Not so much a complaint as a suggestion.
How I'd like it to work:
You'd expect to import your footage and have the timeline honour the original timing (so the PAL project with NTSC would be the same duration but become a different number of frames if rendered out with project matching settings). Then if you control-drag the right hand side of the clip leftwards, I'd expect something to snap or shore up visually when the 4% reduction had been made and the number of frames in the project was the same as the source. The gadget way of doing this would be to have a Smart-resample option to "match programme length to the number of frames in the source". Then all that would be needed would be the resize technique (crop/scale/position).
When you import 24fps footage into an NTSC project, Vegas can do automatic pulldown, that is, frames are duplicated to arrive at (something around) 60fps. If you do this to get from 24fps to 25fps, the additional frames are really noticeable. Vegas will actually duplicate fields, which makes motion a bit smoother, but especially when the 24fps footage was shot on film, you notice strange effects - for example, hard cuts ain't hard no more. In PAL-land, this is the cause of a lot of hassle when shooting and editing film, because you have to go to video all the time. Many people have started to shoot film at 25fps for this reason (and most cinemas run their projectors slightly faster than 24fps anyway).
I think all that's needed is an option to set the frame rate of the source media. When you import media as an image sequence, you do exactly this in the "media properties" dialog. However, for media that's not an image sequence, the corresponding edit box can't be edited. If you could change this value, then all you'd need to do is change the "24" of your AVI that has the 24p footage to a "25", and you'd have your matching frames and 4% speed change. I know that After Effects allows you to treat AVIs as if they have a different frame rate, so it is possible
As long as this is DV and is marked as NTSC 24p in the header by Vegas on import:
The velocity envelope is the forced way of doing this. 4% increase, then move the clip to line up with the earlier one if one exists.

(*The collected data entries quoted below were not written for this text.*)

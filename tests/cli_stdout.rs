//! CLI Output Framing Tests
//!
//! Runs the real `keyledger` binary. Stdout must carry exactly one JSON
//! response per request and nothing else; log lines belong on stderr.

use std::fs;
use std::io::Write;
use std::path::{Path, PathBuf};
use std::process::{Command, Output, Stdio};

use serde_json::Value;
use tempfile::TempDir;

// =============================================================================
// Test Utilities
// =============================================================================

fn write_config(dir: &TempDir) -> PathBuf {
    let config_path = dir.path().join("keyledger.json");
    let config = serde_json::json!({
        "data_dir": dir.path().join("data").display().to_string(),
        "administrator": "admin",
        "log_level": "TRACE",
    });
    fs::write(&config_path, config.to_string()).unwrap();
    config_path
}

fn run_keyledger(subcommand: &str, config: &Path, stdin: &str) -> Output {
    let mut child = Command::new(env!("CARGO_BIN_EXE_keyledger"))
        .arg(subcommand)
        .arg("--config")
        .arg(config)
        .stdin(Stdio::piped())
        .stdout(Stdio::piped())
        .stderr(Stdio::piped())
        .spawn()
        .expect("Failed to spawn keyledger");

    child
        .stdin
        .take()
        .unwrap()
        .write_all(stdin.as_bytes())
        .unwrap();
    child.wait_with_output().unwrap()
}

fn stdout_lines(output: &Output) -> Vec<Value> {
    assert!(
        output.status.success(),
        "keyledger failed: {}",
        String::from_utf8_lossy(&output.stderr)
    );
    String::from_utf8(output.stdout.clone())
        .unwrap()
        .lines()
        .map(|line| serde_json::from_str(line).unwrap())
        .collect()
}

fn initialized_dir() -> (TempDir, PathBuf) {
    let dir = TempDir::new().unwrap();
    let config = write_config(&dir);
    let lines = stdout_lines(&run_keyledger("init", &config, ""));
    assert_eq!(lines.len(), 1);
    assert_eq!(lines[0]["status"], "ok");
    (dir, config)
}

// =============================================================================
// Framing
// =============================================================================

#[test]
fn test_start_writes_one_line_per_request() {
    let (_dir, config) = initialized_dir();

    let requests = concat!(
        r#"{"op":"store","actor":"u","key":"k","value":"v"}"#,
        "\n",
        r#"{"op":"delete","actor":"stranger","id":1}"#,
        "\n",
        r#"{"op":"active_record_count"}"#,
        "\n",
    );
    let output = run_keyledger("start", &config, requests);
    let lines = stdout_lines(&output);

    assert_eq!(lines.len(), 3);
    assert!(lines.iter().all(|line| line.get("event").is_none()));
    assert_eq!(lines[0]["data"]["id"], 1);
    assert_eq!(lines[1]["code"], "KEYLEDGER_UNAUTHORIZED");
    assert_eq!(lines[2]["data"]["count"], 1);

    let stderr = String::from_utf8_lossy(&output.stderr);
    assert!(stderr.contains("RECORD_STORED"));
    assert!(stderr.contains("OPERATION_REJECTED"));
}

#[test]
fn test_exec_writes_single_response() {
    let (_dir, config) = initialized_dir();

    let output = run_keyledger(
        "exec",
        &config,
        "{\"op\":\"store\",\"actor\":\"u\",\"key\":\"k\",\"value\":\"v\"}\n",
    );
    let lines = stdout_lines(&output);
    assert_eq!(lines.len(), 1);
    assert_eq!(lines[0]["status"], "ok");
    assert_eq!(lines[0]["events"][0]["type"], "STORED");
}

#[test]
fn test_stats_writes_single_response() {
    let (_dir, config) = initialized_dir();
    run_keyledger(
        "exec",
        &config,
        "{\"op\":\"store\",\"actor\":\"u\",\"key\":\"k\",\"value\":\"v\"}\n",
    );

    let lines = stdout_lines(&run_keyledger("stats", &config, ""));
    assert_eq!(lines.len(), 1);
    assert_eq!(lines[0]["data"]["total_records"], 1);
    assert_eq!(lines[0]["data"]["administrator"], "admin");
}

On the time graticule, with all frames shown, there should be 25 frames in the second interval.
I believe this is correct, but like you just said, it could be more ergonomic for film/PAL integration. Pulldown is an NTSC thing. 23.976/24 is a play-out format strictly speaking, even if the cinema runs this faster somehow. The earlier stages might have any film rate, from 5 to above 150fps.
The Vegas white paper does discus the 4% deal to a reasonable depth. Perhaps a script or a mod to the filmic scripts (3rd party) would be the other tack to take?
The method that the Sony White Paper gives for changing the frame rate from 24fps to 25fps works, because it uses absolute frame numbers to make sure that frames match exactly - if they didn't, Vegas would probably do some field blending in the middle of the footage. However, if for some reason you don't hit that frame exactly, there will be problems that may not be obvious immediately. I think the method is too error prone, and it's cumbersome if you just need to quickly add one clip that for some reason has a different frame rate to the timeline. Also, it forces you to render out another copy of the clip, and (apart from the resampled audio, which you might or might not want) this clip is frame-by-frame exactly the same as the original, except that it thinks it has a different frame rate.
A script could improve the situation by automating some of this, but in the end you'd still have two copies of the material. I think being able to force any frame rate onto any footage would be a way more elegant way to do things.